While the relationship of Parkinson’s Disease to the reduction of dopamine is not disputed, it is accepted that the proteins, involved in Parkinson’s Disease, such as α-synuclein, UCH-L1, PINK1 or DJ-1 are also involved in the aging process.
Accepting that there are genetic conditions that predispose to the early expression of Parkinson’s Disease, the argument remains that Parkinson’s Disease is not a disease entity per se but rather the expression of aging and if one lives long enough one will acquire Parkinson’s Disease.
parkinson’s disease, aging, pathophysiology, association
James Parkinson (11/04/1755 - 21/12/1824), after whom Parkinson’s Disease was eponymously named, wrote his "Essay of the Shaking Palsy" more than 200 years ago , in 1817. He failed the entry criteria to study medicine and came to Australia for the Gold Rush and was a lighthouse keeper near Hobart in Tasmania . He has been described as an "English apothecary surgeon, geologist, palentologist, and political activist . Elements of so-called Parkinson’s Disease were identifiable in ancient Chinese, Indian, Babylonian and Greek texts, thereby establishing its relatively broad-based, ubiquitous nature across cultures and societies .
Whereas Parkinson identified the characteristic "… resting tremor, stiffness and characteristic station and gait….that he called paralysis agitans…", in 1872 Charcot added bradykinesia as a seminal feature . There remains no absolutely reliable, objective test to clinically diagnose Parkinson’s Disease, with the diagnosis being dependent on expert opinion as the benchmark "gold standard" . The diagnosis remains reliant on the cardinal features of bradykinesia, rigidity and resting tremor  with a basic requirement of at least two out of these three features. Various primitive reflexes, such as the glabellar tap, grasp reflexes and palmar mental/nasopalpebral reflexes, when present, assist in the clinical diagnosis of Parkinson’s Disease . On this basis alone, Parkinson’s Disease is a clinical diagnosis that relies on the acumen of the clinician involved. After many years of practice, as a consultant physician/neurologist, it has become apparent that Parkinson’s Disease is far more common than most observers accept. With features identified in ancient societies  the question arises whether Parkinson’s Disease is truly a disease, thereby establishing it as a pathological entity, or whether it merely reflects a pattern of expression that is associated with the normal aging process.

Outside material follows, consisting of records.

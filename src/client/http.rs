use async_trait::async_trait;
use reqwest::multipart::{Form, Part};
use reqwest::{Client, Method, RequestBuilder};
use serde_json::Value;
use std::sync::Arc;
use std::time::Duration;
use url::Url;
use uuid::Uuid;

use super::{OutboundPayload, ResourceClient};
use crate::auth::SessionContext;
use crate::config::ApiConfig;
use crate::error::ClientError;
use crate::record::RecordId;
use crate::resource::{PayloadEncoding, ResourceDescriptor};
use crate::types::ResourceType;

/// reqwest-backed client for the portfolio REST API.
///
/// The bearer credential is read from the shared [`SessionContext`] on every
/// call, so a login or logout takes effect without rebuilding the client.
#[derive(Clone)]
pub struct HttpResourceClient {
    http: Client,
    base_url: Url,
    session: Arc<SessionContext>,
    request_logging: bool,
}

impl HttpResourceClient {
    pub fn new(base_url: &str, timeout: Duration, session: Arc<SessionContext>) -> Result<Self, ClientError> {
        let http = Client::builder()
            .timeout(timeout)
            .build()
            .map_err(|e| ClientError::transport(format!("failed to build HTTP client: {}", e)))?;

        Ok(Self {
            http,
            base_url: parse_base_url(base_url)?,
            session,
            request_logging: false,
        })
    }

    pub fn from_config(api: &ApiConfig, session: Arc<SessionContext>) -> Result<Self, ClientError> {
        let mut client = Self::new(&api.base_url, Duration::from_secs(api.timeout_secs), session)?;
        client.request_logging = api.enable_request_logging;
        Ok(client)
    }

    pub fn base_url(&self) -> &Url {
        &self.base_url
    }

    pub fn http(&self) -> &Client {
        &self.http
    }

    pub fn session(&self) -> &Arc<SessionContext> {
        &self.session
    }

    /// `{base}/{endpoint}` or `{base}/{endpoint}{id}/`
    pub fn resource_url(&self, resource: ResourceType, id: Option<&RecordId>) -> Result<Url, ClientError> {
        let endpoint = ResourceDescriptor::for_type(resource).endpoint;
        let path = match id {
            Some(id) => format!("{}{}/", endpoint, id),
            None => endpoint.to_string(),
        };
        self.base_url
            .join(&path)
            .map_err(|e| ClientError::transport(format!("invalid resource URL '{}': {}", path, e)))
    }

    async fn request(&self, method: Method, url: Url) -> RequestBuilder {
        let request_id = Uuid::new_v4();
        if self.request_logging {
            tracing::debug!("{} {} (request {})", method, url, request_id);
        }

        let mut builder = self
            .http
            .request(method, url)
            .header("X-Request-Id", request_id.to_string());
        if let Some(token) = self.session.bearer().await {
            builder = builder.bearer_auth(token);
        }
        builder
    }

    async fn send(&self, builder: RequestBuilder) -> Result<Value, ClientError> {
        let response = builder.send().await?;
        let status = response.status();
        let bytes = response.bytes().await?;

        let body: Option<Value> = if bytes.iter().all(u8::is_ascii_whitespace) {
            None
        } else {
            match serde_json::from_slice(&bytes) {
                Ok(v) => Some(v),
                Err(e) if status.is_success() => return Err(ClientError::Decode(e.to_string())),
                Err(_) => Some(Value::String(String::from_utf8_lossy(&bytes).into_owned())),
            }
        };

        if status.is_success() {
            Ok(body.unwrap_or(Value::Null))
        } else {
            let err = ClientError::from_status(status.as_u16(), body.as_ref(), status.canonical_reason());
            tracing::debug!("Request failed with {}: {}", status, err.message());
            Err(err)
        }
    }

    async fn send_payload(&self, method: Method, url: Url, payload: OutboundPayload) -> Result<Value, ClientError> {
        let builder = self.request(method, url).await;
        let builder = match payload.effective_encoding() {
            PayloadEncoding::Json => builder.json(&payload.to_json()),
            PayloadEncoding::Multipart => builder.multipart(multipart_form(payload)?),
        };
        self.send(builder).await
    }
}

#[async_trait]
impl ResourceClient for HttpResourceClient {
    async fn list(&self, resource: ResourceType) -> Result<Value, ClientError> {
        let url = self.resource_url(resource, None)?;
        let builder = self.request(Method::GET, url).await;
        self.send(builder).await
    }

    async fn create(&self, resource: ResourceType, payload: OutboundPayload) -> Result<Value, ClientError> {
        let url = self.resource_url(resource, None)?;
        self.send_payload(Method::POST, url, payload).await
    }

    async fn update(
        &self,
        resource: ResourceType,
        id: &RecordId,
        payload: OutboundPayload,
    ) -> Result<Value, ClientError> {
        // The backend only implements PUT and treats it as a partial update
        let url = self.resource_url(resource, Some(id))?;
        self.send_payload(Method::PUT, url, payload).await
    }

    async fn delete(&self, resource: ResourceType, id: &RecordId) -> Result<Value, ClientError> {
        let url = self.resource_url(resource, Some(id))?;
        let builder = self.request(Method::DELETE, url).await;
        self.send(builder).await
    }
}

/// Base URLs must end in `/` or `Url::join` drops the last path segment
pub(crate) fn parse_base_url(base_url: &str) -> Result<Url, ClientError> {
    let mut normalized = base_url.trim().to_string();
    if !normalized.ends_with('/') {
        normalized.push('/');
    }
    Url::parse(&normalized).map_err(|e| ClientError::transport(format!("invalid API base URL '{}': {}", base_url, e)))
}

fn multipart_form(payload: OutboundPayload) -> Result<Form, ClientError> {
    let mut form = Form::new();
    for (name, value) in payload.fields {
        form = form.text(name, form_text(&value));
    }
    for name in payload.cleared {
        form = form.text(name, String::new());
    }
    for (name, attachment) in payload.attachments {
        let mut part = Part::bytes(attachment.bytes).file_name(attachment.file_name);
        if let Some(ct) = attachment.content_type {
            part = part
                .mime_str(&ct)
                .map_err(|e| ClientError::transport(format!("invalid content type '{}': {}", ct, e)))?;
        }
        form = form.part(name, part);
    }
    Ok(form)
}

/// Form-data text for a JSON value; null travels as an empty string
fn form_text(value: &Value) -> String {
    match value {
        Value::Null => String::new(),
        Value::String(s) => s.clone(),
        other => other.to_string(),
    }
}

It is accepted that Parkinson’s Disease results from reduction of dopamine in the basal ganglia  with consequential losses in the thalamus and cortex . This has resulted in enhanced appreciation of the link between degeneration of dopamine neurones in the mid-brain and the development of Parkinsonism . It is widely accepted that those proteins involved in the pathogenesis of Parkinson’s Disease, such as α-synuclein, UCH-L1, PINK1 or DJ-1 are also involved in aging . ".…Present data suggests that Parkinson’s Disease could be the expression of aging on a cell population with high vulnerability to aging…" . It is hypothesised that those neurones which degenerate during the evolution of Parkinson’s Disease also degenerate during the normal aging process and that this may represent a local expression of aging on a particularly vulnerable cell population due to an increased number of synaptic terminals, mitochondria and unmyelinated axons . It is acknowledged that one of the dominant determinates of clinical progression of Parkinson’s Disease is advancing age, rather than disease duration, and there is a biological interaction between the disease process and aging on non-dopaminergic structures . The prevalence of Parkinsonian features is significantly increased in the older population  with an artificial separation and differentiation between Parkinson’s Disease and Parkinsonism .

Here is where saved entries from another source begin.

//! Fixed-size paging with wraparound navigation.
//!
//! Each displayed collection owns its own [`Paginator`]; nothing here is
//! shared. Page counts are derived from the current items and page size on
//! every call, so they can never disagree with what is rendered.

pub mod card;

pub use card::{chunk_by_category, group_by_category, Card, CardPaginator, CategoryGroup, UNCATEGORIZED};

/// One rendered page
#[derive(Debug, Clone, PartialEq)]
pub struct Page<'a, T> {
    /// Zero-based
    pub index: usize,
    pub total_pages: usize,
    pub items: &'a [T],
}

impl<T> Page<'_, T> {
    pub fn is_empty(&self) -> bool {
        self.items.is_empty()
    }

    /// 1-based label, "0 / 0" for an empty collection
    pub fn label(&self) -> String {
        if self.total_pages == 0 {
            "0 / 0".to_string()
        } else {
            format!("{} / {}", self.index + 1, self.total_pages)
        }
    }
}

#[derive(Debug, Clone)]
pub struct Paginator<T> {
    items: Vec<T>,
    page_size: usize,
    page_index: usize,
}

impl<T> Paginator<T> {
    /// A zero page size is treated as one
    pub fn new(items: Vec<T>, page_size: usize) -> Self {
        Self {
            items,
            page_size: page_size.max(1),
            page_index: 0,
        }
    }

    pub fn items(&self) -> &[T] {
        &self.items
    }

    pub fn page_size(&self) -> usize {
        self.page_size
    }

    pub fn page_index(&self) -> usize {
        self.page_index
    }

    /// `ceil(len / page_size)`; zero when there is nothing to show
    pub fn total_pages(&self) -> usize {
        self.items.len().div_ceil(self.page_size)
    }

    /// Navigation is disabled when there is at most one page
    pub fn can_navigate(&self) -> bool {
        self.total_pages() > 1
    }

    pub fn current_page(&self) -> Page<'_, T> {
        let start = (self.page_index * self.page_size).min(self.items.len());
        let end = (start + self.page_size).min(self.items.len());
        Page {
            index: self.page_index,
            total_pages: self.total_pages(),
            items: &self.items[start..end],
        }
    }

    /// Advance with wraparound. Returns false (and does nothing) when disabled.
    pub fn next(&mut self) -> bool {
        let total = self.total_pages();
        if total <= 1 {
            return false;
        }
        self.page_index = (self.page_index + 1) % total;
        true
    }

    pub fn prev(&mut self) -> bool {
        let total = self.total_pages();
        if total <= 1 {
            return false;
        }
        self.page_index = (self.page_index + total - 1) % total;
        true
    }

    /// Go to page `index`; out-of-range indices are ignored
    pub fn jump(&mut self, index: usize) -> bool {
        if index < self.total_pages() {
            self.page_index = index;
            true
        } else {
            false
        }
    }

    /// Replace the collection, keeping the page index when it is still valid
    pub fn set_items(&mut self, items: Vec<T>) {
        self.items = items;
        self.clamp();
    }

    pub fn set_page_size(&mut self, page_size: usize) {
        self.page_size = page_size.max(1);
        self.clamp();
    }

    fn clamp(&mut self) {
        let total = self.total_pages();
        if self.page_index >= total {
            self.page_index = total.saturating_sub(1);
        }
    }
}

impl<T> Default for Paginator<T> {
    fn default() -> Self {
        Self::new(Vec::new(), 1)
    }
}

#[cfg(test)]
mod tests {
    use super::*;

    fn seven() -> Paginator<u32> {
        Paginator::new((1..=7).collect(), 3)
    }

    #[test]
    fn total_pages_rounds_up() {
        assert_eq!(seven().total_pages(), 3);
        assert_eq!(Paginator::new(vec![1, 2, 3, 4, 5, 6], 3).total_pages(), 2);
        assert_eq!(Paginator::<u32>::new(vec![], 3).total_pages(), 0);
    }

    #[test]
    fn next_wraps_to_first_page() {
        let mut p = seven();
        assert!(p.next());
        assert!(p.next());
        assert_eq!(p.current_page().items, &[7]);
        assert!(p.next());
        assert_eq!(p.page_index(), 0);
        assert_eq!(p.current_page().items, &[1, 2, 3]);
    }

    #[test]
    fn prev_from_first_lands_on_last() {
        let mut p = seven();
        assert!(p.prev());
        assert_eq!(p.page_index(), 2);
        assert_eq!(p.current_page().label(), "3 / 3");
    }

    #[test]
    fn jump_ignores_out_of_range() {
        let mut p = seven();
        assert!(p.jump(1));
        assert_eq!(p.current_page().items, &[4, 5, 6]);
        assert!(!p.jump(3));
        assert_eq!(p.page_index(), 1);
    }

    #[test]
    fn single_page_disables_navigation() {
        let mut p = Paginator::new(vec!['a', 'b'], 3);
        assert!(!p.can_navigate());
        assert!(!p.next());
        assert!(!p.prev());
        assert_eq!(p.page_index(), 0);

        let mut empty = Paginator::<char>::new(vec![], 3);
        assert!(!empty.next());
        assert!(empty.current_page().is_empty());
        assert_eq!(empty.current_page().label(), "0 / 0");
    }

    #[test]
    fn shrinking_collection_clamps_index() {
        let mut p = seven();
        p.jump(2);
        p.set_items(vec![1, 2, 3, 4]);
        assert_eq!(p.total_pages(), 2);
        assert_eq!(p.page_index(), 1);
        assert_eq!(p.current_page().items, &[4]);

        p.set_page_size(10);
        assert_eq!(p.page_index(), 0);
        assert_eq!(p.current_page().items.len(), 4);
    }
}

Taking all of these features into account, complemented by a long experience of successful management of Parkinson’s Disease, predicated on very early introduction of anti-Parkinsonian remedies, particularly L’dopa , has led to the supposition that Parkinson’s Disease may not be a specific disease entity but rather an expression of aging that was initially recognised and documented in ancient times. Accepting one can trace references to the "disease" to the ancient records from China, India, Babylon and Greece  and even within the present era of scientific advancement and technological achievement, the diagnosis remains a clinical determination,  there exists cogent argument to justify the stance that the so-called entity "Parkinson’s Disease" is merely an expression of the aging process. Perhaps it is not a disease at all but simply an indication of a long life with the advancement of medicine realising more people living to the vulnerable age bracket. This does not negate there being genetic predispositions, resulting in premature expression of the Parkinsonian constellation, as associated with UCH-L1 or PINK1. A critical evaluation of both pathophysiology and the clinical picture, over centuries, endorses the position that Parkinson’s Disease is more a factor of aging than a specific pathological entity, hence the various types of Parkinsonism. The hypothesis is that if one lives long enough one will develop Parkinsonian features.